I am doing a fishless cycle and bought ammonia for it. I followed the directions on the package for the ammonia (10 drops for every gallon).
now, my ammonia levels are back at 0ppm but both the nitrite and nitrate are very high. Is this normal? I know it goes in stages but on my previous tank the ammonia was the second thing to drop to 0ppm
 
Yes it is normal. Having nitrite fall before ammonia is unusual.

Cycling is a 2 stage process, growing the ammonia eaters and grwoing the nitrite eaters. We add ammonia to feed the ammonia eating bacteria. As they grow in number thay make more and more nitrite. The nitrite eating bacteria can't start to grow until there is some nitrite to feed them so they lag behind the ammonia eaters.

How high is your nitrite? If it's at the top of the chart it is probably higher than that, and around 15 ppm it causes the cycle to stall. You can get a rough idea by mixing some tap water with tank water, roughly 1/4 tank and 3/4 tap. If this gives a reading less than 4 ppm, it's fine.

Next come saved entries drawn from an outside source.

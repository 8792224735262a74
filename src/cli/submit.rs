//! # submit 子命令 CLI 定义
//!
//! 将各文件夹的作业脚本提交到调度器
//!
//! ## 依赖关系
//! - 被 `cli/mod.rs` 使用
//! - 参数传递给 `commands/submit.rs`

use super::FolderArgs;
use clap::Args;

/// submit 子命令参数
#[derive(Args, Debug)]
pub struct SubmitArgs {
    #[command(flatten)]
    pub folders: FolderArgs,

    /// Job script name inside each folder
    #[arg(long, default_value = "job.justhpc")]
    pub job_file: String,

    /// Scheduler submission command
    #[arg(long, env = "DEFECTPREP_SCHEDULER", default_value = "sbatch")]
    pub scheduler: String,

    /// List what would be submitted without submitting
    #[arg(long, default_value_t = false)]
    pub dry_run: bool,
}
//! # check 子命令 CLI 定义
//!
//! 检查各文件夹的输入文件、NELECT、电荷与作业状态
//!
//! ## 依赖关系
//! - 被 `cli/mod.rs` 使用
//! - 参数传递给 `commands/check.rs`

use super::FolderArgs;
use clap::Args;
use std::path::PathBuf;

/// check 子命令参数
#[derive(Args, Debug)]
pub struct CheckArgs {
    #[command(flatten)]
    pub folders: FolderArgs,

    /// Required input files (comma-separated)
    #[arg(
        long,
        value_delimiter = ',',
        default_value = "INCAR,POSCAR,KPOINTS,POTCAR,job.justhpc"
    )]
    pub required: Vec<String>,

    /// Omit folders missing more than this many required files
    #[arg(long, default_value_t = 2)]
    pub max_missing: usize,

    /// Also write the summary to this CSV file
    #[arg(long)]
    pub csv: Option<PathBuf>,
}
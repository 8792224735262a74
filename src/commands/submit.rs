//! # submit 命令实现
//!
//! 在每个缺陷文件夹中调用调度器提交作业脚本。
//!
//! ## 功能
//! - 跳过以排除前缀开头或没有作业脚本的文件夹
//! - 单个文件夹提交失败时继续处理其余文件夹
//! - `--dry-run` 只列出将要提交的文件夹
//!
//! ## 依赖关系
//! - 使用 `cli/submit.rs` 定义的参数
//! - 使用 `batch/collector.rs`, `utils/slurm.rs`, `utils/output.rs`

use crate::batch::{BatchResult, Folder, FolderCollector, ProcessResult};
use crate::cli::submit::SubmitArgs;
use crate::error::Result;
use crate::utils::{output, slurm};

/// 执行 submit 命令
pub fn execute(args: SubmitArgs) -> Result<()> {
    output::print_header("Batch Job Submission");

    let collected = FolderCollector::new(&args.folders.root)
        .with_pattern(args.folders.pattern.as_deref())?
        .exclude_prefix(&args.folders.exclude_prefix)
        .require_file(&args.job_file)
        .collect()?;
    for (name, reason) in &collected.skipped {
        output::print_skip(&format!("{} ({})", name, reason));
    }

    if collected.folders.is_empty() {
        output::print_warning(&format!("No folders with {} found.", args.job_file));
        return Ok(());
    }

    let result = submit_all(&collected.folders, &args.scheduler, &args.job_file, args.dry_run);

    output::print_separator();
    if args.dry_run {
        output::print_warning("(DRY RUN: nothing submitted)");
    }
    output::print_done(&format!(
        "{} submitted, {} failed",
        result.successes.len(),
        result.failures.len()
    ));

    Ok(())
}

/// 按顺序逐个提交，调度器输出随提交打印
fn submit_all(folders: &[Folder], scheduler: &str, job_file: &str, dry_run: bool) -> BatchResult {
    let mut result = BatchResult::default();

    for folder in folders {
        let outcome = if dry_run {
            ProcessResult::Success(
                folder.name.clone(),
                format!("would run: {} {}", scheduler, job_file),
            )
        } else {
            ProcessResult::from_result(
                &folder.name,
                slurm::submit_job(scheduler, job_file, &folder.path),
            )
        };

        match &outcome {
            ProcessResult::Success(name, detail) => {
                output::print_success(&format!("{:<25} {}", name, detail))
            }
            ProcessResult::Skipped(name, reason) => {
                output::print_skip(&format!("{:<25} {}", name, reason))
            }
            ProcessResult::Failed(name, kind, msg) => {
                output::print_failure(name, kind, msg)
            }
        }
        result.merge(outcome);
    }

    result
}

The nitrate tester works by converting nitrate into nitrite them measuring nitrite. If there's nitrite in the tank as well, that is added in and makes the nitrate reading higher than it really is, which can confuse the interpretation of where the cycle is.
 
Yes it is normal. Having nitrite fall before ammonia is unusual.

Cycling is a 2 stage process, growing the ammonia eaters and grwoing the nitrite eaters. We add ammonia to feed the ammonia eating bacteria. As they grow in number thay make more and more nitrite. The nitrite eating bacteria can't start to grow until there is some nitrite to feed them so they lag behind the ammonia eaters.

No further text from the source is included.